Over the last month, videos have proliferated on social media linking one company, Driscoll’s, to increases in childhood cancer tied to toxic strawberries.

“So your favorite strawberries are giving you cancer,” Luke Hillman, who posts as @lukestoptalking, said in an Instagram video that garnered nearly 3 million views and thousands of comments. “We just allow our food to be sprayed with poison and kill kids cause we can’t get a boycott together.”

This video is one of many that erupted online after the release of a report in May by Mamavation, a consumer advocacy website founded by Leah Segedie to help women make safer purchasing decisions.

Driscoll’s is the world’s largest berry marketer, working with a network of independent growers around the world, from Europe to Mexico, who produce both organic and conventionally grown fruit. The company then sells that fruit to major retailers like Whole Foods and Safeway.

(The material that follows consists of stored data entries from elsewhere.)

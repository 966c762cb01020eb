use std::path::{Path, PathBuf};

use crate::domain::{DomainError, TreeResult};

/// Expands `~`, `$VAR` and `${VAR}` in user supplied paths.
///
/// Input that cannot be expanded (e.g. an unset variable) is used verbatim.
pub fn expand_path(input: &str) -> PathBuf {
    let expanded = shellexpand::full(input)
        .map(|s| s.into_owned())
        .unwrap_or_else(|_| input.to_string());
    PathBuf::from(expanded)
}

pub fn ensure_file_exists(path: &Path) -> TreeResult<()> {
    if path.is_file() {
        Ok(())
    } else {
        Err(DomainError::FileNotFound(path.to_path_buf()))
    }
}

#[cfg(test)]
mod tests {
    use super::*;

    #[test]
    fn given_plain_path_when_expanding_then_unchanged() {
        assert_eq!(expand_path("trees/sample.tree"), PathBuf::from("trees/sample.tree"));
    }

    #[test]
    fn given_unset_variable_when_expanding_then_keeps_input() {
        let input = "$SIBTREE_SURELY_UNSET_VARIABLE/x.tree";
        assert_eq!(expand_path(input), PathBuf::from(input));
    }

    #[test]
    fn given_directory_when_ensuring_file_then_not_found() {
        let err = ensure_file_exists(Path::new(".")).unwrap_err();
        assert!(matches!(err, DomainError::FileNotFound(_)));
    }
}
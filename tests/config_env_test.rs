//! Environment overrides for Settings.
//!
//! Kept in a separate test binary: the variables set here are process-wide.

use std::env;
use std::fs;

use tempfile::TempDir;

use sibtree::config::Settings;

#[test]
fn given_env_vars_when_loading_then_override_file_values() {
    let temp = TempDir::new().unwrap();
    let path = temp.path().join("file.toml");
    fs::write(&path, "[shape]\nplaceholder = \"<file>\"\n[console]\nsentinel = \"-\"\n").unwrap();

    env::set_var("SIBTREE_SHAPE__PLACEHOLDER", "<env>");
    env::set_var("SIBTREE_CONSOLE__SENTINEL", "none");
    let settings = Settings::load(Some(&path));
    env::remove_var("SIBTREE_SHAPE__PLACEHOLDER");
    env::remove_var("SIBTREE_CONSOLE__SENTINEL");

    let settings = settings.expect("load settings");
    assert_eq!(settings.shape.placeholder, "<env>");
    assert_eq!(settings.console.sentinel, "none");
    assert_eq!(settings.shape.branch, "/ ");
}
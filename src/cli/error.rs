//! CLI-level errors (wraps application errors)

use thiserror::Error;

use crate::application::ApplicationError;
use crate::domain::DomainError;

/// CLI errors are the top-level error type.
/// These are what get displayed to the user.
#[derive(Error, Debug)]
pub enum CliError {
    #[error("{0}")]
    Application(#[from] ApplicationError),

    #[error("{0}")]
    Usage(String),
}

impl From<DomainError> for CliError {
    fn from(e: DomainError) -> Self {
        CliError::Application(ApplicationError::Domain(e))
    }
}

/// Result type for CLI operations.
pub type CliResult<T> = Result<T, CliError>;

impl CliError {
    /// Get the appropriate exit code for this error.
    pub fn exit_code(&self) -> i32 {
        match self {
            CliError::Usage(_) => crate::exitcode::USAGE,
            CliError::Application(e) => match e {
                ApplicationError::Domain(DomainError::FileNotFound(_)) => crate::exitcode::NOINPUT,
                ApplicationError::Domain(DomainError::Read(_)) => crate::exitcode::IOERR,
                ApplicationError::Domain(_) => crate::exitcode::DATAERR,
                ApplicationError::NoTree => crate::exitcode::NOINPUT,
                ApplicationError::Config { .. } => crate::exitcode::CONFIG,
                ApplicationError::Io { .. } => crate::exitcode::IOERR,
            },
        }
    }
}

#[cfg(test)]
mod tests {
    use super::*;
    use std::path::PathBuf;

    #[test]
    fn given_load_failures_when_mapping_exit_codes_then_distinguishes_missing_from_malformed() {
        let missing: CliError = DomainError::FileNotFound(PathBuf::from("x.tree")).into();
        let malformed: CliError = DomainError::MissingCount.into();

        assert_eq!(missing.exit_code(), crate::exitcode::NOINPUT);
        assert_eq!(malformed.exit_code(), crate::exitcode::DATAERR);
        assert_eq!(CliError::Usage("x".into()).exit_code(), crate::exitcode::USAGE);
    }
}
//! Application-level errors (wraps domain errors)

use thiserror::Error;

use crate::domain::DomainError;

/// Application errors wrap domain errors and add session-level context.
#[derive(Error, Debug)]
pub enum ApplicationError {
    #[error("{0}")]
    Domain(#[from] DomainError),

    #[error("no tree present: build or load a tree first")]
    NoTree,

    #[error("config error: {message}")]
    Config { message: String },

    #[error("{context}: {source}")]
    Io {
        context: String,
        #[source]
        source: std::io::Error,
    },
}

/// Result type for application layer operations.
pub type ApplicationResult<T> = Result<T, ApplicationError>;
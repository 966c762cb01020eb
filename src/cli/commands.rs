//! Command dispatch for the non-interactive subcommands and the menu.

use std::io::{self, Write};
use std::path::Path;

use clap::CommandFactory;
use tracing::{debug, instrument};

use crate::application::{ApplicationError, IoResultExt, Session, TreeStats};
use crate::cli::args::{Cli, Commands, ConfigCommands, ShowStyle, TraverseOrder};
use crate::cli::menu::Menu;
use crate::cli::{output, CliError, CliResult};
use crate::config::{global_config_dir, global_config_path, Settings};
use crate::domain::{max_degree, Order};
use crate::tree_traits::TreeNodeConvert;

pub fn execute_command(cli: &Cli) -> CliResult<()> {
    // completions need no settings
    if let Some(Commands::Completion { shell }) = &cli.command {
        return cmd_completion(*shell);
    }

    let settings = Settings::load(cli.config.as_deref())?;
    debug!(?settings, "effective settings");

    match &cli.command {
        None | Some(Commands::Menu) => cmd_menu(&settings),
        Some(Commands::Build) => cmd_build(&settings),
        Some(Commands::Stats { file }) => cmd_stats(&settings, file),
        Some(Commands::Show { file, style }) => cmd_show(&settings, file, *style),
        Some(Commands::Traverse { file, order }) => cmd_traverse(&settings, file, *order),
        Some(Commands::Find { file, label }) => cmd_find(&settings, file, label),
        Some(Commands::Config { command }) => cmd_config(cli, command, &settings),
        Some(Commands::Completion { shell }) => cmd_completion(*shell),
    }
}

fn load(settings: &Settings, file: &Path) -> CliResult<Session> {
    let mut session = Session::new(settings);
    session.load_file(file)?;
    Ok(session)
}

fn cmd_menu(settings: &Settings) -> CliResult<()> {
    let stdin = io::stdin();
    Menu::new(Session::new(settings), stdin.lock(), io::stdout()).run()
}

#[instrument(level = "debug", skip(settings))]
fn cmd_build(settings: &Settings) -> CliResult<()> {
    let mut session = Session::new(settings);
    let stdin = io::stdin();
    let built = session.build_from_console(stdin.lock(), io::stdout())?;
    println!();
    if !built {
        output::warning("no tree built");
        return Ok(());
    }

    output::success("tree built");
    output::info(&session.shape()?.trim_end());
    print_stats(&session.stats()?);
    Ok(())
}

#[instrument(level = "debug", skip(settings))]
fn cmd_stats(settings: &Settings, file: &Path) -> CliResult<()> {
    let session = load(settings, file)?;
    print_stats(&session.stats()?);
    Ok(())
}

fn print_stats(stats: &TreeStats) {
    output::header("Tree statistics");
    output::field("nodes", &stats.nodes);
    output::field("leaves", &stats.leaves);
    output::field("non-leaves", &stats.non_leaves);
    output::field("max degree", &stats.max_degree);
    output::field("depth", &stats.depth);
}

#[instrument(level = "debug", skip(settings))]
fn cmd_show(settings: &Settings, file: &Path, style: ShowStyle) -> CliResult<()> {
    let session = load(settings, file)?;
    match style {
        ShowStyle::Ascii => {
            let mut stdout = io::stdout().lock();
            crate::domain::print_shape(session.tree(), session.style(), &mut stdout)
                .with_context("write shape")?;
        }
        ShowStyle::Unicode => {
            let root = session.require_tree()?;
            for tree in root.to_forest(&settings.shape.placeholder) {
                print!("{tree}");
            }
            io::stdout().flush().with_context("flush stdout")?;
        }
    }
    Ok(())
}

#[instrument(level = "debug", skip(settings))]
fn cmd_traverse(settings: &Settings, file: &Path, order: TraverseOrder) -> CliResult<()> {
    let session = load(settings, file)?;
    let labels = session.walk(Order::from(order))?;
    output::info(&labels.join(" "));
    Ok(())
}

#[instrument(level = "debug", skip(settings))]
fn cmd_find(settings: &Settings, file: &Path, label: &str) -> CliResult<()> {
    let session = load(settings, file)?;
    match session.node_degree(label)? {
        Some(degree) => output::field(&format!("degree of [{label}]"), &degree),
        None => output::warning(&format!("no node labelled [{label}]")),
    }
    output::field("max degree", &max_degree(session.tree()));
    Ok(())
}

fn cmd_config(cli: &Cli, command: &ConfigCommands, settings: &Settings) -> CliResult<()> {
    match command {
        ConfigCommands::Show => {
            output::info(&settings.to_toml()?.trim_end());
            Ok(())
        }
        ConfigCommands::Path => {
            match global_config_path() {
                Some(path) => {
                    let state = if path.exists() { "exists" } else { "not found" };
                    output::field("global", &format!("{} ({state})", path.display()));
                }
                None => output::field("global", "unavailable (no home directory)"),
            }
            if let Some(explicit) = &cli.config {
                output::field("explicit", &explicit.display());
            }
            Ok(())
        }
        ConfigCommands::Init { force } => cmd_config_init(*force),
    }
}

fn cmd_config_init(force: bool) -> CliResult<()> {
    let (Some(dir), Some(path)) = (global_config_dir(), global_config_path()) else {
        return Err(ApplicationError::Config {
            message: "cannot determine config directory".into(),
        }
        .into());
    };
    if path.exists() && !force {
        return Err(CliError::Usage(format!(
            "config already exists: {} (use --force to overwrite)",
            path.display()
        )));
    }

    std::fs::create_dir_all(&dir).with_path_context("create config dir", &dir)?;
    std::fs::write(&path, Settings::template()).with_path_context("write config", &path)?;
    output::success(&format!("created {}", path.display()));
    Ok(())
}

fn cmd_completion(shell: clap_complete::Shell) -> CliResult<()> {
    let mut cmd = Cli::command();
    let name = cmd.get_name().to_string();
    clap_complete::generate(shell, &mut cmd, name, &mut io::stdout());
    Ok(())
}
//! Ordered trees stored in first-child / next-sibling form.
//!
//! The [`domain`] layer holds the tree, its loaders, queries, traversals and
//! the shape renderer; [`application`] owns the current tree for the shell;
//! [`cli`] is the command-line and menu front end.

pub mod application;
pub mod cli;
pub mod config;
pub mod domain;
pub mod exitcode;
pub mod tree_traits;
pub mod util;

pub use domain::{DomainError, TreeBuilder, TreeNode};
//! Shape renderer: indented ASCII art of a tree.
//!
//! One depth-first pass keeps a growable per-depth continuation array:
//! `continuation[d]` is true when the ancestor at depth `d` still has a later
//! sibling, so rows below it draw a vertical mark in that column.

use std::io::{self, Write};

use crate::domain::node::TreeNode;

/// Glyphs used by the renderer.
#[derive(Debug, Clone, PartialEq, Eq)]
pub struct ShapeStyle {
    /// Column under an ancestor that has a later sibling
    pub continuation: String,
    /// Column under an ancestor that was the last of its siblings
    pub padding: String,
    /// Branch to a node that has a following sibling
    pub branch: String,
    /// Branch to the last node of a sibling chain
    pub last_branch: String,
    /// Text drawn for an absent label
    pub placeholder: String,
}

impl Default for ShapeStyle {
    fn default() -> Self {
        Self {
            continuation: "|  ".into(),
            padding: "   ".into(),
            branch: "/ ".into(),
            last_branch: "`` ".into(),
            placeholder: "(null)".into(),
        }
    }
}

/// Renders `node` and its sibling chain, one line per node, in preorder.
///
/// Nodes of the starting sibling chain are drawn at depth 0 without a
/// branch glyph. Returns an empty string for an absent node.
pub fn render_shape(node: Option<&TreeNode>, style: &ShapeStyle) -> String {
    let mut out = String::new();
    let mut continuation: Vec<bool> = Vec::new();
    let mut stack: Vec<(&TreeNode, usize)> = node.into_iter().map(|n| (n, 0)).collect();

    while let Some((current, depth)) = stack.pop() {
        if depth > 0 {
            for &open in &continuation[..depth] {
                out.push_str(if open {
                    &style.continuation
                } else {
                    &style.padding
                });
            }
            out.push_str(if current.has_next_sibling() {
                &style.branch
            } else {
                &style.last_branch
            });
        }
        out.push_str(current.label().unwrap_or(&style.placeholder));
        out.push('\n');

        if continuation.len() <= depth {
            continuation.resize(depth + 1, false);
        }
        continuation[depth] = current.has_next_sibling();

        // the sibling waits below the child so the whole subtree is drawn first
        if let Some(sibling) = current.next_sibling() {
            stack.push((sibling, depth));
        }
        if let Some(child) = current.first_child() {
            stack.push((child, depth + 1));
        }
    }

    out
}

/// Writes [`render_shape`] output to `out`.
pub fn print_shape(node: Option<&TreeNode>, style: &ShapeStyle, out: &mut impl Write) -> io::Result<()> {
    out.write_all(render_shape(node, style).as_bytes())?;
    out.flush()
}

#[cfg(test)]
mod tests {
    use super::*;
    use crate::domain::node::create_node;

    fn sample() -> TreeNode {
        let mut b = TreeNode::new("B");
        b.push_child(TreeNode::new("D"));
        let mut c = TreeNode::new("C");
        for label in ["E", "F", "G"] {
            c.push_child(TreeNode::new(label));
        }
        let mut a = TreeNode::new("A");
        a.push_child(b);
        a.push_child(c);
        a
    }

    #[test]
    fn given_sample_tree_when_rendering_then_draws_branches_and_continuations() {
        let tree = sample();
        let expected = "\
A
   / B
   |  `` D
   `` C
      / E
      / F
      `` G
";
        assert_eq!(render_shape(Some(&tree), &ShapeStyle::default()), expected);
    }

    #[test]
    fn given_top_level_sibling_chain_when_rendering_then_each_root_has_no_glyph() {
        let first = TreeNode::new("r1").with_first_child(TreeNode::new("x"));
        let chain = first.with_next_sibling(TreeNode::new("r2"));

        let expected = "\
r1
|  `` x
r2
";
        assert_eq!(render_shape(Some(&chain), &ShapeStyle::default()), expected);
    }

    #[test]
    fn given_absent_label_when_rendering_then_draws_placeholder() {
        let mut root = TreeNode::new("root");
        root.push_child(create_node(None));

        let style = ShapeStyle {
            placeholder: "<?>".into(),
            ..ShapeStyle::default()
        };
        assert_eq!(render_shape(Some(&root), &style), "root\n   `` <?>\n");
    }

    #[test]
    fn given_absent_tree_when_rendering_then_output_is_empty() {
        assert_eq!(render_shape(None, &ShapeStyle::default()), "");
    }

    #[test]
    fn given_writer_when_printing_then_writes_rendered_lines() {
        let tree = sample();
        let mut buf: Vec<u8> = Vec::new();
        print_shape(Some(&tree), &ShapeStyle::default(), &mut buf).unwrap();
        let text = String::from_utf8(buf).unwrap();
        assert_eq!(text.lines().count(), 7);
        assert!(text.starts_with("A\n"));
    }
}
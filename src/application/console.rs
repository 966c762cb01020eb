//! Interactive tree construction.
//!
//! Prompts depth-first: for every created node the whole first-child subtree
//! is asked for before the next sibling. A line equal to the sentinel, an
//! empty line or end of input means "no node here".

use std::io::{BufRead, Write};

use tracing::{debug, instrument};

use crate::application::{ApplicationResult, IoResultExt};
use crate::domain::{create_node, TreeBuilder, TreeNode};

/// Line marking an absent node.
pub const DEFAULT_SENTINEL: &str = "#";

#[derive(Debug, Clone, Copy)]
enum Slot {
    Root,
    FirstChild(usize),
    NextSibling(usize),
}

/// Builds one tree from line-oriented input, writing prompts to `output`.
pub struct ConsoleBuilder<R, W> {
    input: R,
    output: W,
    sentinel: String,
}

impl<R: BufRead, W: Write> ConsoleBuilder<R, W> {
    pub fn new(input: R, output: W) -> Self {
        Self {
            input,
            output,
            sentinel: DEFAULT_SENTINEL.to_string(),
        }
    }

    pub fn with_sentinel(mut self, sentinel: impl Into<String>) -> Self {
        self.sentinel = sentinel.into();
        self
    }

    /// Runs the prompt sequence; `Ok(None)` when the root itself was declined.
    #[instrument(level = "debug", skip(self), fields(sentinel = %self.sentinel))]
    pub fn build(&mut self) -> ApplicationResult<Option<TreeNode>> {
        let mut builder = TreeBuilder::new();
        let mut labels: Vec<String> = Vec::new();
        let mut pending = vec![Slot::Root];

        while let Some(slot) = pending.pop() {
            let prompt = match slot {
                Slot::Root => format!("Enter node label ({} for none): ", self.sentinel),
                Slot::FirstChild(parent) => format!("First child of [{}]: ", labels[parent]),
                Slot::NextSibling(node) => format!("Next sibling of [{}]: ", labels[node]),
            };
            let Some(label) = self.ask(&prompt)? else {
                continue;
            };

            let idx = builder.push_node(create_node(Some(&label)));
            match slot {
                Slot::Root => {}
                Slot::FirstChild(parent) => builder.set_first_child(parent, idx),
                Slot::NextSibling(node) => builder.set_next_sibling(node, idx),
            }
            labels.push(label);

            // LIFO: the child subtree is asked for before the sibling
            pending.push(Slot::NextSibling(idx));
            pending.push(Slot::FirstChild(idx));
        }

        debug!(nodes = builder.len(), "console input complete");
        Ok(builder.build()?)
    }

    fn ask(&mut self, prompt: &str) -> ApplicationResult<Option<String>> {
        self.output
            .write_all(prompt.as_bytes())
            .and_then(|_| self.output.flush())
            .with_context("write prompt")?;

        let mut line = String::new();
        let read = self.input.read_line(&mut line).with_context("read node label")?;
        if read == 0 {
            return Ok(None);
        }

        let label = line.trim_end_matches(['\n', '\r']);
        if label == self.sentinel || label.trim().is_empty() {
            return Ok(None);
        }
        Ok(Some(label.to_string()))
    }
}
//! Domain layer: the first-child / next-sibling tree and its algorithms
//!
//! This layer is independent of external concerns (no CLI, no config loading,
//! no terminal output).

pub mod builder;
pub mod error;
pub mod node;
pub mod queries;
pub mod render;
pub mod traversal;

pub use builder::{TreeBuilder, TreeResult};
pub use error::DomainError;
pub use node::{create_node, release, Link, Siblings, TreeNode};
pub use queries::{count_leaves, count_nodes, count_non_leaves, degree, depth, find_by_label, max_degree};
pub use render::{print_shape, render_shape, ShapeStyle};
pub use traversal::{level_order, postorder, preorder, LevelOrder, Order, Postorder, Preorder};
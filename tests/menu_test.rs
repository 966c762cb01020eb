//! Drives the interactive menu end to end through byte buffers.

mod common;

use common::fixture;
use sibtree::application::Session;
use sibtree::cli::menu::Menu;
use sibtree::config::Settings;
use sibtree::util::testing;

#[ctor::ctor]
fn init() {
    testing::init_test_setup();
}

fn run_menu(input: &str) -> String {
    let mut out = Vec::new();
    let mut menu = Menu::new(Session::new(&Settings::default()), input.as_bytes(), &mut out);
    menu.run().unwrap();
    assert!(!menu.session().has_tree(), "tree must be released on exit");
    drop(menu);
    String::from_utf8(out).unwrap()
}

#[test]
fn given_loaded_file_when_running_all_queries_then_prints_each_result() {
    let path = fixture("sample.tree");
    let input = format!("2\n{}\n3\n4\n5\n6\nC\n7\n9\n10\n11\n0\n", path.display());

    let out = run_menu(&input);

    assert!(out.contains("Tree loaded."));
    assert!(out.contains("Node count: 7\n"));
    assert!(out.contains("Leaf count: 4\n"));
    assert!(out.contains("Non-leaf count: 3\n"));
    assert!(out.contains("Degree of [C]: 3\n"));
    assert!(out.contains("Max degree: 3\n"));
    assert!(out.contains("Depth: 3\n"));
    assert!(out.contains("Level order: A B C D E F G\n"));
    assert!(out.contains("Preorder: A B D C E F G\n"));
    assert!(out.contains("Postorder: D B E F G C A\n"));
    assert!(out.ends_with("Bye.\n"));
}

#[test]
fn given_loaded_file_when_showing_shape_then_prints_ascii_art() {
    let input = format!("2\n{}\n8\n", fixture("sample.tree").display());
    let out = run_menu(&input);
    assert!(out.contains("A\n   / B\n   |  `` D\n   `` C\n"));
}

#[test]
fn given_unknown_label_when_asking_degree_then_reports_missing_node() {
    let input = format!("2\n{}\n6\nZ\n6\n\n", fixture("single.tree").display());
    let out = run_menu(&input);
    assert!(out.contains("No node labelled [Z].\n"));
    assert_eq!(out.matches("Max degree: 0\n").count(), 2);
}

#[test]
fn given_bad_file_when_loading_then_reports_failure_and_has_no_tree() {
    let input = format!("2\n{}\n3\n", fixture("out_of_range.tree").display());
    let out = run_menu(&input);
    assert!(out.contains("Load failed: line 3: index 5 out of range for 3 nodes\n"));
    assert!(out.contains("No tree: build or load one first."));
}

#[test]
fn given_empty_file_name_when_loading_then_reports_invalid_name() {
    let out = run_menu("2\n\n");
    assert!(out.contains("Invalid file name.\n"));
}

#[test]
fn given_tree_when_building_new_one_then_previous_is_replaced() {
    let input = format!("2\n{}\n1\nsolo\n#\n#\n3\n10\n", fixture("sample.tree").display());
    let out = run_menu(&input);
    assert!(out.contains("Node count: 1\n"));
    assert!(out.contains("Preorder: solo\n"));
}

#[test]
fn given_root_declined_when_building_then_reports_no_tree() {
    let out = run_menu("1\n#\n7\n");
    assert!(out.contains("No tree built."));
    assert!(out.contains("No tree: build or load one first."));
}
use clap::Parser;
use tracing::level_filters::LevelFilter;
use tracing_subscriber::fmt::format::FmtSpan;
use tracing_subscriber::layer::SubscriberExt;
use tracing_subscriber::util::SubscriberInitExt;
use tracing_subscriber::{fmt, EnvFilter, Layer};

use sibtree::cli::args::Cli;
use sibtree::cli::commands::execute_command;
use sibtree::cli::output;

fn main() {
    let cli = Cli::parse();

    setup_logging(cli.debug);

    if let Err(e) = execute_command(&cli) {
        output::error(&e);
        std::process::exit(e.exit_code());
    }
}

fn setup_logging(verbosity: u8) {
    let filter = match verbosity {
        0 => LevelFilter::WARN,
        1 => LevelFilter::INFO,
        2 => LevelFilter::DEBUG,
        3 => LevelFilter::TRACE,
        _ => {
            eprintln!("Don't be crazy, max is -d -d -d");
            LevelFilter::TRACE
        }
    };

    // RUST_LOG still wins for targeted filtering
    let env_filter = EnvFilter::builder()
        .with_default_directive(filter.into())
        .from_env_lossy();

    let fmt_layer = fmt::layer()
        .with_writer(std::io::stderr)
        .with_target(true)
        .with_thread_names(false)
        .with_span_events(FmtSpan::CLOSE);

    tracing_subscriber::registry()
        .with(fmt_layer.with_filter(env_filter))
        .init();

    match filter {
        LevelFilter::INFO => tracing::info!("Debug mode: info"),
        LevelFilter::DEBUG => tracing::debug!("Debug mode: debug"),
        LevelFilter::TRACE => tracing::debug!("Debug mode: trace"),
        _ => {}
    }
}
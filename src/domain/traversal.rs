//! Traversal engine.
//!
//! All orders walk the "child chain + sibling chain" recursion starting at a
//! node, so the starting node's later siblings are part of the walk. Each
//! order is available as a lazy iterator and as a visitor function.
//! Iterators keep their pending work on the heap, never on the call stack.

use std::collections::VecDeque;

use crate::domain::node::TreeNode;

/// Visit a node, then its first child chain, then its next sibling chain.
#[derive(Debug, Clone)]
pub struct Preorder<'a> {
    stack: Vec<&'a TreeNode>,
}

impl<'a> Preorder<'a> {
    pub fn new(start: Option<&'a TreeNode>) -> Self {
        Self {
            stack: start.into_iter().collect(),
        }
    }
}

impl<'a> Iterator for Preorder<'a> {
    type Item = &'a TreeNode;

    fn next(&mut self) -> Option<Self::Item> {
        let node = self.stack.pop()?;
        // sibling below child: the child subtree is drained first
        self.stack.extend(node.next_sibling());
        self.stack.extend(node.first_child());
        Some(node)
    }
}

/// Walk the first child chain, visit the node, then walk the next sibling chain.
///
/// In the binary encoding this is an in-order walk with `first_child` as the
/// left and `next_sibling` as the right branch, which yields every node after
/// all of its descendants.
#[derive(Debug, Clone)]
pub struct Postorder<'a> {
    stack: Vec<&'a TreeNode>,
    cursor: Option<&'a TreeNode>,
}

impl<'a> Postorder<'a> {
    pub fn new(start: Option<&'a TreeNode>) -> Self {
        Self {
            stack: Vec::new(),
            cursor: start,
        }
    }
}

impl<'a> Iterator for Postorder<'a> {
    type Item = &'a TreeNode;

    fn next(&mut self) -> Option<Self::Item> {
        while let Some(node) = self.cursor {
            self.stack.push(node);
            self.cursor = node.first_child();
        }
        let node = self.stack.pop()?;
        self.cursor = node.next_sibling();
        Some(node)
    }
}

/// Breadth-first walk.
///
/// The frontier is seeded with the starting node and its whole sibling chain;
/// each visited node appends its children to the back.
#[derive(Debug, Clone)]
pub struct LevelOrder<'a> {
    queue: VecDeque<&'a TreeNode>,
}

impl<'a> LevelOrder<'a> {
    pub fn new(start: Option<&'a TreeNode>) -> Self {
        Self {
            queue: start.into_iter().flat_map(TreeNode::siblings).collect(),
        }
    }
}

impl<'a> Iterator for LevelOrder<'a> {
    type Item = &'a TreeNode;

    fn next(&mut self) -> Option<Self::Item> {
        let node = self.queue.pop_front()?;
        self.queue.extend(node.children());
        Some(node)
    }
}

pub fn preorder<'a>(node: Option<&'a TreeNode>, visit: impl FnMut(&'a TreeNode)) {
    Preorder::new(node).for_each(visit);
}

pub fn postorder<'a>(node: Option<&'a TreeNode>, visit: impl FnMut(&'a TreeNode)) {
    Postorder::new(node).for_each(visit);
}

pub fn level_order<'a>(node: Option<&'a TreeNode>, visit: impl FnMut(&'a TreeNode)) {
    LevelOrder::new(node).for_each(visit);
}

/// Traversal order selector used by the shell.
#[derive(Debug, Clone, Copy, PartialEq, Eq)]
pub enum Order {
    Pre,
    Post,
    Level,
}

/// Collects the labels of a walk in the given order.
///
/// Absent labels are skipped.
pub fn labels(node: Option<&TreeNode>, order: Order) -> Vec<String> {
    let mut out = Vec::new();
    let mut visit = |n: &TreeNode| {
        if let Some(label) = n.label() {
            out.push(label.to_string());
        }
    };
    match order {
        Order::Pre => preorder(node, &mut visit),
        Order::Post => postorder(node, &mut visit),
        Order::Level => level_order(node, &mut visit),
    }
    out
}
//! Terminal output formatting with colors
//!
//! Respects NO_COLOR, CLICOLOR, CLICOLOR_FORCE automatically.

use colored::Colorize;

/// Print error (red bold "error:" prefix) to stderr
pub fn error(msg: &(impl std::fmt::Display + ?Sized)) {
    eprintln!("{}: {}", "error".red().bold(), msg);
}

/// Print warning (yellow "Warning:" prefix) to stderr
pub fn warning(msg: &(impl std::fmt::Display + ?Sized)) {
    eprintln!("{}: {}", "Warning".yellow(), msg);
}

/// Print success status (green checkmark)
pub fn success(msg: &(impl std::fmt::Display + ?Sized)) {
    println!("{} {}", "✓".green(), msg);
}

/// Print a labelled value (green label)
pub fn field(label: &str, value: &(impl std::fmt::Display + ?Sized)) {
    println!("{}: {}", label.green(), value);
}

/// Print section header (cyan bold)
pub fn header(msg: &(impl std::fmt::Display + ?Sized)) {
    println!("{}", msg.to_string().cyan().bold());
}

/// Print plain output (no color, for tree drawings and label lists)
pub fn info(msg: &(impl std::fmt::Display + ?Sized)) {
    println!("{}", msg);
}
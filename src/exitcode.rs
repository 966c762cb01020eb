//! Standard exit codes (BSD sysexits.h compatible)

/// Successful termination
pub const OK: i32 = 0;

/// Command line usage error
pub const USAGE: i32 = 64;

/// Data format error (malformed tree description)
pub const DATAERR: i32 = 65;

/// Cannot open input
pub const NOINPUT: i32 = 66;

/// Input/output error
pub const IOERR: i32 = 74;

/// Configuration error
pub const CONFIG: i32 = 78;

For its report, Mamavation tested two boxes of Driscoll’s strawberries – one organic and one conventional – from a grocery store in Southern California. The samples were screened for over 500 pesticides, including pesticides approved for organic use.

The conventional strawberries tested positive for 12 pesticides, eight of which contained PFAS, or “forever chemicals.” No pesticides were detected in the organic sample. The report states that scientific review was performed by Dr. Craig Downs, a forensic ecotoxicologist and environmental chemist based out of Virginia, and that testing was performed at an EPA-certified laboratory.

Misinformation swirled online alongside long-standing environmental and public health concerns in agricultural communities.

“We are here today to send a message to Driscoll’s, to the Santa Cruz County Agricultural Commissioner and California regulators,” Omar Dieguez told a crowd gathered outside Driscoll’s headquarters in Watsonville on Wednesday, June 17.

Dieguez, an activist from Greenfield, completed a 30-day fast in 2025 to draw attention to pesticide use near schools and residential areas.

“Protect our children, protect our farmworkers, protect our air, water, land. For too long, communities in Pajaro Valley have carried the burden of an agricultural system that relies on toxic pesticides, while corporations continue to profit,” he said. Other speakers described multiple cancer diagnoses in their families, asthma and more.

Pajaro Valley, which straddles Monterey and Santa Cruz counties, is home to a significant share of strawberry production. Monterey County alone produces roughly one-quarter of strawberries consumed nationwide.

Driscoll’s large market share, coupled with high cancer rates in Santa Cruz County, has drawn scrutiny.

Far fewer strawberries are grown in Santa Cruz County – about 2,640 acres – but data from the National Cancer Institute show it ranks third in California for cancer incidence across all ages and races. Monterey County ranks 42nd among 58 counties.

Driscoll’s responded by pointing to an updated review by Santa Cruz County Health Services Agency clarifying childhood cancer rates were not significantly higher than rates seen across California.